— Stored items —
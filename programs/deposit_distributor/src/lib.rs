use anchor_lang::prelude::*;

declare_id!("DigkbShuXb961CUPT5qkxc2YcwD5dbgonX1vuJ3W8CFf");

pub mod constants;
pub mod error;
pub mod event;
pub mod instructions;
pub mod state;
pub mod utils;

#[cfg(test)]
pub mod test;

use instructions::*;

/**
 * Deposit Distributor Program
 *
 * A Solana program that collects lamport deposits from a bounded set of
 * participants before a deadline and then splits the collected balance
 * equally among them in a single, final distribution.
 *
 * Key Features:
 * - Fixed capacity (max_deposits distinct depositors per distributor)
 * - One deposit per depositor, any positive amount
 * - Deposits close at the deadline, distribution opens at the deadline
 * - One-shot distribution that anyone can trigger, after which the
 *   distributor only answers queries
 * - Cross-program call event emission for composability
 *
 * Architecture:
 * - Distributor PDA: Stores configuration, depositors and the distributed flag,
 *   and holds the deposited lamports
 *
 * Workflow:
 * 1. Anyone creates a distributor with (max_deposits, deadline, index)
 * 2. Users deposit before the deadline until capacity is reached
 * 3. After the deadline anyone starts the distribution, passing every depositor
 * 4. Depositors receive equal shares; the remainder stays in the distributor
 */
#[program]
pub mod deposit_distributor {
    use super::*;

    /**
     * Creates a new deposit distributor
     *
     * @param ctx - Account context containing distributor and creator accounts
     * @param max_deposits - Maximum number of distinct depositors (1..=MAX_DEPOSITS)
     * @param deadline - Unix timestamp, deposits are accepted strictly before it
     * @param index - Disambiguating index for the distributor address
     *
     * Access Control: Any signer
     */
    pub fn create_distributor(
        ctx: Context<CreateDistributor>,
        max_deposits: u32,
        deadline: i64,
        index: u64,
    ) -> Result<()> {
        handle_create_distributor(ctx, max_deposits, deadline, index)
    }

    /**
     * Deposits lamports into the distributor
     *
     * @param ctx - Account context containing distributor and depositor accounts
     * @param amount - Lamports to deposit
     *
     * Access Control: Any signer that has not deposited yet
     */
    pub fn deposit(ctx: Context<Deposit>, amount: u64) -> Result<()> {
        handle_deposit(ctx, amount)
    }

    /**
     * Starts the one-shot distribution
     *
     * @param ctx - Account context; every depositor is passed as a writable
     *   remaining account in deposit order
     *
     * Access Control: Any signer
     * Note: After this instruction the distributor rejects every mutation
     */
    pub fn start_distribution<'info>(
        ctx: Context<'_, '_, 'info, 'info, StartDistribution<'info>>,
    ) -> Result<()> {
        handle_start_distribution(ctx)
    }

    /**
     * Returns whether a user has deposited
     *
     * @param ctx - Account context containing the distributor
     * @param user - Address to look up
     *
     * Access Control: Read-only, usable through simulation
     */
    pub fn is_user_deposited(ctx: Context<IsUserDeposited>, user: Pubkey) -> Result<bool> {
        handle_is_user_deposited(ctx, user)
    }
}
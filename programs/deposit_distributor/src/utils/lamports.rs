use anchor_lang::prelude::*;
use anchor_lang::system_program::{transfer, Transfer};
use crate::error::*;

/// Moves lamports out of a signer-owned system account through the System Program
pub fn transfer_lamports<'a>(
    from: AccountInfo<'a>,
    to: AccountInfo<'a>,
    system_program: AccountInfo<'a>,
    amount: u64,
) -> Result<()> {
    let cpi_accounts = Transfer { from, to };

    transfer(CpiContext::new(system_program, cpi_accounts), amount)
}

/// Moves lamports out of an account owned by this program
/// - The System Program cannot debit program-owned accounts, so balances are edited directly
pub fn pay_from_program_account<'a>(
    from: &AccountInfo<'a>,
    to: &AccountInfo<'a>,
    amount: u64,
) -> Result<()> {
    if amount == 0 {
        return Ok(());
    }

    from.sub_lamports(amount)?;
    to.add_lamports(amount)?;
    Ok(())
}

/// Lamports of an account above the rent-exempt minimum for `data_len` bytes
pub fn distributable(lamports: u64, data_len: usize, rent: &Rent) -> u64 {
    lamports.saturating_sub(rent.minimum_balance(data_len))
}

/// Lamports held by `account` above its rent-exempt minimum
pub fn held_balance(account: &AccountInfo) -> Result<u64> {
    let rent = Rent::get()?;
    Ok(distributable(account.get_lamports(), account.data_len(), &rent))
}

/// Payout recipients are credited directly and must be passed as writable
pub fn require_writable(accounts: &[AccountInfo]) -> Result<()> {
    require!(
        accounts.iter().all(|account| account.is_writable),
        DistributorError::ParticipantAccountNotWritable
    );
    Ok(())
}
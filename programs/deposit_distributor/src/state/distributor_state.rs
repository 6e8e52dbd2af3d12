use anchor_lang::prelude::*;
use crate::constants::*;
use crate::error::*;

/// Lifecycle of a distributor: `Open` until the one-shot distribution, then `Distributed` forever
#[derive(Clone, Copy, Debug, PartialEq, Eq)]
pub enum DistributorStatus {
    Open,
    Distributed,
}

/// Outcome of an even split of the held balance
#[derive(Clone, Copy, Debug, Default, PartialEq, Eq)]
pub struct Payout {
    /// Lamports sent to every depositor
    pub share: u64,
    /// Lamports that could not be split evenly and stay in the distributor
    pub remainder: u64,
    /// Number of depositors receiving `share`
    pub recipients: u32,
}

impl Payout {
    /// Floor-divides `balance` among `recipients`
    /// - With no recipients nothing is paid and the whole balance is the remainder
    pub fn split(balance: u64, recipients: u32) -> Self {
        if recipients == 0 {
            return Self {
                share: 0,
                remainder: balance,
                recipients,
            };
        }

        let divisor = u64::from(recipients);
        Self {
            share: balance / divisor,
            remainder: balance % divisor,
            recipients,
        }
    }

    /// Lamports leaving the distributor
    pub fn total_paid(&self) -> u64 {
        // share * recipients <= balance, cannot overflow
        self.share * u64::from(self.recipients)
    }
}

/**
 * Deposit distributor state account
 *
 * Holds the immutable campaign configuration, the set of depositors and the
 * terminal distribution flag. The lamports deposited are held by this same
 * account on top of its rent-exempt minimum.
 *
 * Derivation: ["distributor", max_deposits, deadline, index]
 *
 * Lifecycle:
 * 1. Created during create_distributor instruction (status Open)
 * 2. Each successful deposit appends the depositor and adds to total_deposited
 * 3. start_distribution pays every depositor an equal share and sets distributed
 * 4. Afterwards only reads succeed
 *
 * Every mutating method validates all of its guards before touching any field,
 * so a rejected call leaves the state exactly as it was.
 */
#[account]
#[derive(Default, Debug, PartialEq, Eq)]
pub struct DepositDistributor {
    /// Bump seed for PDA derivation
    /// - Saved to avoid recomputation when the account is loaded again
    pub bump: u8,

    /// Hard cap on the number of distinct depositors
    /// - Fixed at creation, 1..=MAX_DEPOSITS
    pub max_deposits: u32,

    /// Deposit deadline (Unix timestamp)
    /// - Deposits are accepted while now < deadline
    /// - Distribution is allowed once now >= deadline
    pub deadline: i64,

    /// Disambiguating index
    /// - Only part of the PDA seeds, no behavioral effect
    pub index: u64,

    /// Account that paid for the creation
    /// - Informational, grants no privileges
    pub creator: Pubkey,

    /// Terminal flag, set exactly once by start_distribution
    pub distributed: bool,

    /// Sum of all accepted deposit amounts in lamports
    pub total_deposited: u64,

    /// Depositors in admission order
    /// - Unique, never longer than max_deposits
    pub participants: Vec<Pubkey>,
}

impl DepositDistributor {
    /// 8-byte discriminator + fixed fields + 4-byte vector length prefix
    pub const BASE_LEN: usize = 8 + 1 + 4 + 8 + 8 + 32 + 1 + 8 + 4;

    /// Account size able to hold `max_deposits` participants
    pub fn space(max_deposits: u32) -> usize {
        Self::BASE_LEN + max_deposits as usize * 32
    }

    /// Builds the initial `Open` state after validating the configuration
    pub fn new(
        bump: u8,
        max_deposits: u32,
        deadline: i64,
        index: u64,
        creator: Pubkey,
        now: i64,
    ) -> Result<Self> {
        require!(
            max_deposits > 0 && max_deposits <= MAX_DEPOSITS,
            DistributorError::InvalidMaxDeposits
        );
        require!(deadline > now, DistributorError::InvalidDeadline);

        Ok(Self {
            bump,
            max_deposits,
            deadline,
            index,
            creator,
            distributed: false,
            total_deposited: 0,
            participants: Vec::with_capacity(max_deposits as usize),
        })
    }

    pub fn status(&self) -> DistributorStatus {
        if self.distributed {
            DistributorStatus::Distributed
        } else {
            DistributorStatus::Open
        }
    }

    pub fn is_user_deposited(&self, user: &Pubkey) -> bool {
        self.participants.contains(user)
    }

    pub fn participant_count(&self) -> u32 {
        // bounded by max_deposits
        self.participants.len() as u32
    }

    /// Checks whether `depositor` may deposit `amount` at `now`
    ///
    /// Guards run in a fixed order and the first failing one decides the error:
    /// terminal state, deadline, capacity, duplicate depositor, then amount.
    ///
    /// `min_amount` is the rent-exempt minimum of an empty account. Every
    /// deposit is at least that large, so the even share of the balance is too
    /// and a payout can always land in an empty wallet.
    pub fn check_deposit(
        &self,
        depositor: &Pubkey,
        amount: u64,
        now: i64,
        min_amount: u64,
    ) -> Result<()> {
        require!(!self.distributed, DistributorError::DistributionAlreadyStarted);
        require!(now < self.deadline, DistributorError::DeadlineReached);
        require!(
            self.participant_count() < self.max_deposits,
            DistributorError::DepositLimitReached
        );
        require!(
            !self.is_user_deposited(depositor),
            DistributorError::AlreadyDeposited
        );
        require!(
            amount > 0 && amount >= min_amount,
            DistributorError::InvalidDepositAmount
        );
        Ok(())
    }

    /// Admits `depositor` and records `amount`
    pub fn deposit(
        &mut self,
        depositor: Pubkey,
        amount: u64,
        now: i64,
        min_amount: u64,
    ) -> Result<()> {
        self.check_deposit(&depositor, amount, now, min_amount)?;

        let total_deposited = self
            .total_deposited
            .checked_add(amount)
            .ok_or(DistributorError::ArithmeticOverflow)?;

        self.total_deposited = total_deposited;
        self.participants.push(depositor);
        Ok(())
    }

    /// Checks whether the distribution may start at `now`
    pub fn check_distribution(&self, now: i64) -> Result<()> {
        require!(!self.distributed, DistributorError::DistributionAlreadyStarted);
        require!(now >= self.deadline, DistributorError::DeadlineNotReached);
        Ok(())
    }

    /// Checks that the payout recipients are exactly the depositors, in admission order
    pub fn check_recipients<'a>(
        &self,
        recipients: impl ExactSizeIterator<Item = &'a Pubkey>,
    ) -> Result<()> {
        require!(
            recipients.len() == self.participants.len(),
            DistributorError::ParticipantAccountsMismatch
        );
        for (recipient, participant) in recipients.zip(self.participants.iter()) {
            require_keys_eq!(
                *recipient,
                *participant,
                DistributorError::ParticipantAccountMismatch
            );
        }
        Ok(())
    }

    /// Moves to the terminal state and splits `held_balance` among the depositors
    ///
    /// The caller is responsible for moving the lamports described by the
    /// returned payout; this method only decides the amounts.
    pub fn start_distribution(&mut self, now: i64, held_balance: u64) -> Result<Payout> {
        self.check_distribution(now)?;

        let payout = Payout::split(held_balance, self.participant_count());
        self.distributed = true;
        Ok(payout)
    }
}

— Work to be completed —
In the entries, find the line containing "recipients: impl ExactSizeIterator<Item" and output it and all remaining lines exactly.

— Answer below —
        recipients: impl ExactSizeIterator<Item = &'a Pubkey>,
    ) -> Result<()> {
        require!(
            recipients.len() == self.participants.len(),
            DistributorError::ParticipantAccountsMismatch
        );
        for (recipient, participant) in recipients.zip(self.participants.iter()) {
            require_keys_eq!(
                *recipient,
                *participant,
                DistributorError::ParticipantAccountMismatch
            );
        }
        Ok(())
    }

    /// Moves to the terminal state and splits `held_balance` among the depositors
    ///
    /// The caller is responsible for moving the lamports described by the
    /// returned payout; this method only decides the amounts.
    pub fn start_distribution(&mut self, now: i64, held_balance: u64) -> Result<Payout> {
        self.check_distribution(now)?;

        let payout = Payout::split(held_balance, self.participant_count());
        self.distributed = true;
        Ok(payout)
    }
}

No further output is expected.